Problem:
Copy out each line of the data below in which "against" appears.

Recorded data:
--- START ---

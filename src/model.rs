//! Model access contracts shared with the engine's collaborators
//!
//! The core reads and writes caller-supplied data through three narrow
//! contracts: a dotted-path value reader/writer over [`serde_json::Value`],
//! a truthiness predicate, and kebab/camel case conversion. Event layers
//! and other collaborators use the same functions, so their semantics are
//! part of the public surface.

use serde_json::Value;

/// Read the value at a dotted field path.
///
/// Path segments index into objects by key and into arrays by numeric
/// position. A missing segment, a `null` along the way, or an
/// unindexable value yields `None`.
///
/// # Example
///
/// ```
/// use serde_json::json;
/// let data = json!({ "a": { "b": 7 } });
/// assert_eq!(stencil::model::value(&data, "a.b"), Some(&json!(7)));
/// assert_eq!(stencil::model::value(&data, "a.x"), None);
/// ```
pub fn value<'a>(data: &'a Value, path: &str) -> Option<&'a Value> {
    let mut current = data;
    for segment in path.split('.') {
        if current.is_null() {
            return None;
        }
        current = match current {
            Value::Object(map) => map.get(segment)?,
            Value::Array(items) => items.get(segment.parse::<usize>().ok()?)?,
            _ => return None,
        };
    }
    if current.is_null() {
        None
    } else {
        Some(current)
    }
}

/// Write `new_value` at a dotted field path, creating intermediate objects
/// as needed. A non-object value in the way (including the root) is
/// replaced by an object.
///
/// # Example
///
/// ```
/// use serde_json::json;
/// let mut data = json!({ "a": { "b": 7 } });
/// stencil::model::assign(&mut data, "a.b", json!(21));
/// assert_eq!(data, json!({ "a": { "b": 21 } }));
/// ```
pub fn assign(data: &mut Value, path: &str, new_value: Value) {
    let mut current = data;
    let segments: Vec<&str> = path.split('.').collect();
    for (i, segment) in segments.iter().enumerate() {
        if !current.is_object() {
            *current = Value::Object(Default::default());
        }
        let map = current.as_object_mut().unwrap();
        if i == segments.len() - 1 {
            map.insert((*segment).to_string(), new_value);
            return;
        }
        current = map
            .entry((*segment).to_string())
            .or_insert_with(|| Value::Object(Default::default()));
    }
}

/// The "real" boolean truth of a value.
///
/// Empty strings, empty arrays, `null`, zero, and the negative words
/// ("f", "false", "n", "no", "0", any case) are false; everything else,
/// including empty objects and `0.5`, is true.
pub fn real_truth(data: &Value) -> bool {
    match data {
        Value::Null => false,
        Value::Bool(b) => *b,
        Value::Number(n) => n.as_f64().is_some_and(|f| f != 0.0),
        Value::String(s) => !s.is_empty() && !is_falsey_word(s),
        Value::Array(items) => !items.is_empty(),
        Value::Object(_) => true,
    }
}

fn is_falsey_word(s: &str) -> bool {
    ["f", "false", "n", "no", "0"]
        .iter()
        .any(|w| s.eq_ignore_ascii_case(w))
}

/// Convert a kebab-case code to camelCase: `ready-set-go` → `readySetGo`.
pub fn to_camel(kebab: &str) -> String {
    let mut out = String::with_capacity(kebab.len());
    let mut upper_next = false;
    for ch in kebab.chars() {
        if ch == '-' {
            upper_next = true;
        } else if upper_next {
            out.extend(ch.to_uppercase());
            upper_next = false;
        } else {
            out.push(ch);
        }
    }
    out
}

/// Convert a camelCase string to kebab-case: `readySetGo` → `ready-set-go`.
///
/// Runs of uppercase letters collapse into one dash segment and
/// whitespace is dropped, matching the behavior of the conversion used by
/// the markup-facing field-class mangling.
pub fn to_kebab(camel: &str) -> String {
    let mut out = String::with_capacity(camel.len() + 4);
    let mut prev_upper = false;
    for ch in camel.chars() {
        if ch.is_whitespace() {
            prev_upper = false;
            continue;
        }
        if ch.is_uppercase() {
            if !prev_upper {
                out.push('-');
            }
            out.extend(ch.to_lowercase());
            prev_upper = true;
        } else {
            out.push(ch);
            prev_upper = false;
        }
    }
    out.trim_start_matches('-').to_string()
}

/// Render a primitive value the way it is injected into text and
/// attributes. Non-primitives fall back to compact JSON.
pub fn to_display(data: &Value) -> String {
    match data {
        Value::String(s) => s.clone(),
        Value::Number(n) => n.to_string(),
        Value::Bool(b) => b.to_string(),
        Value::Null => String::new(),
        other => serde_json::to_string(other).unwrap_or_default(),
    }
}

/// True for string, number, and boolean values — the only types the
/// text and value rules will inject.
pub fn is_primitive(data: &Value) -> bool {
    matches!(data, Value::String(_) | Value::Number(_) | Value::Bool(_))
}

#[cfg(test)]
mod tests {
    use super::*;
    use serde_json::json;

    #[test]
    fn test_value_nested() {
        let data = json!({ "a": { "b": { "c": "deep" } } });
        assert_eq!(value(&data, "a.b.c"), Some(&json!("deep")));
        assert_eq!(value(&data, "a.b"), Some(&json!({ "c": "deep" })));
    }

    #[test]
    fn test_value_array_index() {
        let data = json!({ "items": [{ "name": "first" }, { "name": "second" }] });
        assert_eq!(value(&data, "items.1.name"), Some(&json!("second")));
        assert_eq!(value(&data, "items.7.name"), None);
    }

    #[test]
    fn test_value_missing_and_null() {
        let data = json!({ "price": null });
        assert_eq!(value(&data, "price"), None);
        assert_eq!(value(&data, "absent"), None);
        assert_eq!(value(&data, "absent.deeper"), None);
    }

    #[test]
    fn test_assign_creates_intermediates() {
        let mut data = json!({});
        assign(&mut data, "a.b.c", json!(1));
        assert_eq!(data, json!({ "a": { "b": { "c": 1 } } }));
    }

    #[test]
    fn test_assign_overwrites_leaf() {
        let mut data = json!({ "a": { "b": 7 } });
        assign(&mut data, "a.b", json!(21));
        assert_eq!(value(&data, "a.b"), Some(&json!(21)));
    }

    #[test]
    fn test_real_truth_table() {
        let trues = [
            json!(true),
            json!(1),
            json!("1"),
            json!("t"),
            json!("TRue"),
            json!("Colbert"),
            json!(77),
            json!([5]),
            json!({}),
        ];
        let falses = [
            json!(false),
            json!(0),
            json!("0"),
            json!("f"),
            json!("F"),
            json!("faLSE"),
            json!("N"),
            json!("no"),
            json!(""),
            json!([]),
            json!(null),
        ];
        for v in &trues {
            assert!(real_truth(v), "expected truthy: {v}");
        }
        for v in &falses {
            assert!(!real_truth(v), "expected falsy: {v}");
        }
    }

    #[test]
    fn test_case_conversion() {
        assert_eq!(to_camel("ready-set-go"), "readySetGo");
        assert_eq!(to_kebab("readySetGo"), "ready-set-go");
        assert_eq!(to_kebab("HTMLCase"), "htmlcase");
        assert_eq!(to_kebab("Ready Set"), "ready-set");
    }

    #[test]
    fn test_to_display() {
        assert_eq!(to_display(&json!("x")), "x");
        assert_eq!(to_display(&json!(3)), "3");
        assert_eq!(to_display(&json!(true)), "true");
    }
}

--- END ---
--- START ---

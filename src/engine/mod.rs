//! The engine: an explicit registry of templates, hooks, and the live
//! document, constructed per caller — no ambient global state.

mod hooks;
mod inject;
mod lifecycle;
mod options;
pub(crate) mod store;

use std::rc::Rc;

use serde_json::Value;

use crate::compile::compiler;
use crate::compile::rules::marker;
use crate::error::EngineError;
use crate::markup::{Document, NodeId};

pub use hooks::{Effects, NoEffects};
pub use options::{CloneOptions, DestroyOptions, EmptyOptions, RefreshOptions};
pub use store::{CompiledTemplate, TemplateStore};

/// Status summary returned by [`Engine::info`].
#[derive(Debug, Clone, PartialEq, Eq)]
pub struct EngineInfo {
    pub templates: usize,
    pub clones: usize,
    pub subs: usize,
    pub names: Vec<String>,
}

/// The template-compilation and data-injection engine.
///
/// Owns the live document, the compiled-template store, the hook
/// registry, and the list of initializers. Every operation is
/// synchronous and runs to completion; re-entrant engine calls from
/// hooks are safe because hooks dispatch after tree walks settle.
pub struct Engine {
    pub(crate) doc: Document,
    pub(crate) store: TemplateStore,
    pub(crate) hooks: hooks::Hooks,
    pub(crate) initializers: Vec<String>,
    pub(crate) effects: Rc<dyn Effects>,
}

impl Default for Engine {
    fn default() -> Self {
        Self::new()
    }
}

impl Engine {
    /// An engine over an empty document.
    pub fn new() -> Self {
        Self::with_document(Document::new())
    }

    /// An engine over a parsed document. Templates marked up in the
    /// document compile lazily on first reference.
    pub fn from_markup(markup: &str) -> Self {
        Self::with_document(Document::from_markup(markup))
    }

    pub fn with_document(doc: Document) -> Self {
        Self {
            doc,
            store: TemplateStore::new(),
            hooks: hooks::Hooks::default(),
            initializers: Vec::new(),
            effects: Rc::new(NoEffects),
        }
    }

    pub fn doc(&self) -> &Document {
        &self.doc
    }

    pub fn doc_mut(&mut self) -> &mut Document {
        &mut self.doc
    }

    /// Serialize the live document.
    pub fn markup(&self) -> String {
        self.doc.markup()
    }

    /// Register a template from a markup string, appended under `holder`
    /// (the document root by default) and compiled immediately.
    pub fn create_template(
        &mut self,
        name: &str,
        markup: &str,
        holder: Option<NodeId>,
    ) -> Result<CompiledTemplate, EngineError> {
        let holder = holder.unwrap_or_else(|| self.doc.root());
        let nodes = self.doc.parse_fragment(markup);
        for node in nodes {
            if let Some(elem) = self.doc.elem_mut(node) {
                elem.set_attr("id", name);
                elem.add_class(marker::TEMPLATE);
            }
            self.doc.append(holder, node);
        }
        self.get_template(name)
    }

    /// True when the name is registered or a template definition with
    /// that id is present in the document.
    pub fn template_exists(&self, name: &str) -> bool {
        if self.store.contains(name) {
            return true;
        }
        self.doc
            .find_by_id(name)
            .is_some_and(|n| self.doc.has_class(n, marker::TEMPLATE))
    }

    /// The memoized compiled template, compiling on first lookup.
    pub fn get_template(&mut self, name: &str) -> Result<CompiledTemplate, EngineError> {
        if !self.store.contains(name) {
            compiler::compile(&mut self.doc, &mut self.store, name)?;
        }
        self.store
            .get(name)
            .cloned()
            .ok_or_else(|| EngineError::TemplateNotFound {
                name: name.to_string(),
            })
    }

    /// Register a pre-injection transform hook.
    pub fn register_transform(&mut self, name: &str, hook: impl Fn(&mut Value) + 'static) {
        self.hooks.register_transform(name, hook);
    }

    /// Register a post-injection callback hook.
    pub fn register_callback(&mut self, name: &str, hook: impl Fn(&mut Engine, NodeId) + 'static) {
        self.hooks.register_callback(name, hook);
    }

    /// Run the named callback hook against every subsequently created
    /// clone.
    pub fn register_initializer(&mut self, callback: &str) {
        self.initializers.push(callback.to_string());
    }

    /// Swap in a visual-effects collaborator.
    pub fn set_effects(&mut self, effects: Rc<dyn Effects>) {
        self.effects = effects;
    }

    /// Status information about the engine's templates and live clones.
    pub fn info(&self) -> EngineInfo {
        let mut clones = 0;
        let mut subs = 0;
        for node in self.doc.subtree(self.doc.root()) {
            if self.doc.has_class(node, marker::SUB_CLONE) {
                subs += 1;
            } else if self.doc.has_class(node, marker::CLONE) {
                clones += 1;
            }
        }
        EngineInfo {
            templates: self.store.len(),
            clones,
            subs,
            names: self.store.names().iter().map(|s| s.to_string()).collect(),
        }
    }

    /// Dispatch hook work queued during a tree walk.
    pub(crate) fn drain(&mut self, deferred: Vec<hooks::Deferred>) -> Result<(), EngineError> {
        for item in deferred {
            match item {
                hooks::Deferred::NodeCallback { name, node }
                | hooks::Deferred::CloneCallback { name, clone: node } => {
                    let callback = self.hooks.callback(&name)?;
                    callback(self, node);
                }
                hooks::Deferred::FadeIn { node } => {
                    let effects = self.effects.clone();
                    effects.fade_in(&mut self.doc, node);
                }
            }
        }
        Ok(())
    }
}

--- END ---
--- START ---

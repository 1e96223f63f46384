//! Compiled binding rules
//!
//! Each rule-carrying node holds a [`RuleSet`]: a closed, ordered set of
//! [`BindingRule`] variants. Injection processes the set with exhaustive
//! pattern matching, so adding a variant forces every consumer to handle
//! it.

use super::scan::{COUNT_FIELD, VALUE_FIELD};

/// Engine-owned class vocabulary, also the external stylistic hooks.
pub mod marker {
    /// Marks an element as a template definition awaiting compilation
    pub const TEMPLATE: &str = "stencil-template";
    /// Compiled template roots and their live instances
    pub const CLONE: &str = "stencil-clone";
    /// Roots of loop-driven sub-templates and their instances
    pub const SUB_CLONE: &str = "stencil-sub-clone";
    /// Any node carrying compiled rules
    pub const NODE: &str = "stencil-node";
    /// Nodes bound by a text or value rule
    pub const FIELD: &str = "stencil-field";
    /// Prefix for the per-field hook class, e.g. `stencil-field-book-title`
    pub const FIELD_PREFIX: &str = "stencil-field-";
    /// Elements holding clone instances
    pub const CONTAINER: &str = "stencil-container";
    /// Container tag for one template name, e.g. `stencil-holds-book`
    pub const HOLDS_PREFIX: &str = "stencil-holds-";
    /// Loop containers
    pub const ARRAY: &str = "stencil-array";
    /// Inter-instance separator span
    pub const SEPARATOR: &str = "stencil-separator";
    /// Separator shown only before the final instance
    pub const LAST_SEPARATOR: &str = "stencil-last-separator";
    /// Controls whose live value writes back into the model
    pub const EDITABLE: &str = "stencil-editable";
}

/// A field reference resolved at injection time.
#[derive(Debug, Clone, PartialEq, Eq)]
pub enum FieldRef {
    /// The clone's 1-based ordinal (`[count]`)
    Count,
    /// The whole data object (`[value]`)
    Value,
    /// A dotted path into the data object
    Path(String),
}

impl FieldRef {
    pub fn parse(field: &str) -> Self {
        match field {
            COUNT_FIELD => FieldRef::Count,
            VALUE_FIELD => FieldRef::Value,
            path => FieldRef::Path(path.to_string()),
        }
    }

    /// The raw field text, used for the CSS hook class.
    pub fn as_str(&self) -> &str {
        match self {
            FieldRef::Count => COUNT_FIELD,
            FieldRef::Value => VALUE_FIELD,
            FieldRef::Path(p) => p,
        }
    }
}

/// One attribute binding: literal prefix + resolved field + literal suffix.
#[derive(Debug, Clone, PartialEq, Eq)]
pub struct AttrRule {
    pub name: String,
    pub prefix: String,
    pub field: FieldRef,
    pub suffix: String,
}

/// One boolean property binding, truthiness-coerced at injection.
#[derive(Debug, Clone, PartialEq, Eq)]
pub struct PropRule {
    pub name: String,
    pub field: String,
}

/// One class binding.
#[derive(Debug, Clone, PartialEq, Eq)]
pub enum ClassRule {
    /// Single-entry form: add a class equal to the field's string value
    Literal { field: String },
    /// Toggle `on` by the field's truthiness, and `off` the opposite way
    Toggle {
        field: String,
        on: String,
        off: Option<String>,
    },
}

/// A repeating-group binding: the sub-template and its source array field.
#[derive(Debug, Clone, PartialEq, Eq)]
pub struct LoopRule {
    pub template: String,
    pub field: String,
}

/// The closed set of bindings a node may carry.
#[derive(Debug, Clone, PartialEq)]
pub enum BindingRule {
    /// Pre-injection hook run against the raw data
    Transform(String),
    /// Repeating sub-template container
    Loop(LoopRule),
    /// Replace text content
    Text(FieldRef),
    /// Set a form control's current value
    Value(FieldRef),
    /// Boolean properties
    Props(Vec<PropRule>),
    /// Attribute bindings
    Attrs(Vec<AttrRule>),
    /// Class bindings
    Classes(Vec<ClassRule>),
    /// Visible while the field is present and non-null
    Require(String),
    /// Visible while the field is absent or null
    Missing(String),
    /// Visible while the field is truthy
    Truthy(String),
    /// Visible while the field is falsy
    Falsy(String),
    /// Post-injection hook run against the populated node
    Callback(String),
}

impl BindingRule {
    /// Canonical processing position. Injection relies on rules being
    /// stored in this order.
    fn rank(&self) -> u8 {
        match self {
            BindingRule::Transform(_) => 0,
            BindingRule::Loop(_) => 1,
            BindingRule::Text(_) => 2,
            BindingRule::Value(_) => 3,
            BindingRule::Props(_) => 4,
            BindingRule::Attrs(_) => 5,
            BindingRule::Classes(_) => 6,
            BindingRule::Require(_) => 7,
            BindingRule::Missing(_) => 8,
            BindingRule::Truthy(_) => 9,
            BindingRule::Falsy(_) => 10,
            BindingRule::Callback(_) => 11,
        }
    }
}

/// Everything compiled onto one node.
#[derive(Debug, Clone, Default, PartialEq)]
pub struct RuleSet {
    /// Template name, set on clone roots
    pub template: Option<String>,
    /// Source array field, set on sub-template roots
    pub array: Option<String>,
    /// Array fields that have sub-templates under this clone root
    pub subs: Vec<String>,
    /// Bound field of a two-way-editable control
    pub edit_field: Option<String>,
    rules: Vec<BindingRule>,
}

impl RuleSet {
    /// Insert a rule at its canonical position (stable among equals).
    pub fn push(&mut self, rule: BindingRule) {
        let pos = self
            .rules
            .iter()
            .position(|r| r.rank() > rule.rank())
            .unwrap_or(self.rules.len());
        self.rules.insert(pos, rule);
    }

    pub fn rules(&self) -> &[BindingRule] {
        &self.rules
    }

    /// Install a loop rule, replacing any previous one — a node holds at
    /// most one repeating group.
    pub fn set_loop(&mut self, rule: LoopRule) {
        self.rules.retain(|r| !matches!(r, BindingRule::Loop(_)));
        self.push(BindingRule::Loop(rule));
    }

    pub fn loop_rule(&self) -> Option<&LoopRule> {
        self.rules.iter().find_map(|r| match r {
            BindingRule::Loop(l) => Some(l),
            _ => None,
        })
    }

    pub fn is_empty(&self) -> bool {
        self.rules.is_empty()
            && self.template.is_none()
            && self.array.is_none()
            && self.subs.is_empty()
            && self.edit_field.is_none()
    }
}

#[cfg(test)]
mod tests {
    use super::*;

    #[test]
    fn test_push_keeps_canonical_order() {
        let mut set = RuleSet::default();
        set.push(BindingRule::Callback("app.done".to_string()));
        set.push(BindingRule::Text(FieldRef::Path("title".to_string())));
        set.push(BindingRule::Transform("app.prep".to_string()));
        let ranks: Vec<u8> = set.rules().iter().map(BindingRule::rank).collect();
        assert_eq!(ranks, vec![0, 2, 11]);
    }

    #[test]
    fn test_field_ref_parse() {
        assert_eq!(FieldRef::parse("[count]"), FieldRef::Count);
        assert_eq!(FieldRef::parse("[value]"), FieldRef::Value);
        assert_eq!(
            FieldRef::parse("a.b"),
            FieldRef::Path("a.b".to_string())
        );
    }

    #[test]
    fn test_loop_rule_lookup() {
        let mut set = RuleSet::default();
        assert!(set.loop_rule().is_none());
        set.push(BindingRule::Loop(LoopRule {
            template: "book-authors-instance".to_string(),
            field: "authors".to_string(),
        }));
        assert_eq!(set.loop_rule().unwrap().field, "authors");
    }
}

--- END ---

Answer section:
    /// Run the named callback hook against every subsequently created
    /// Pre-injection hook run against the raw data
    /// Post-injection hook run against the populated node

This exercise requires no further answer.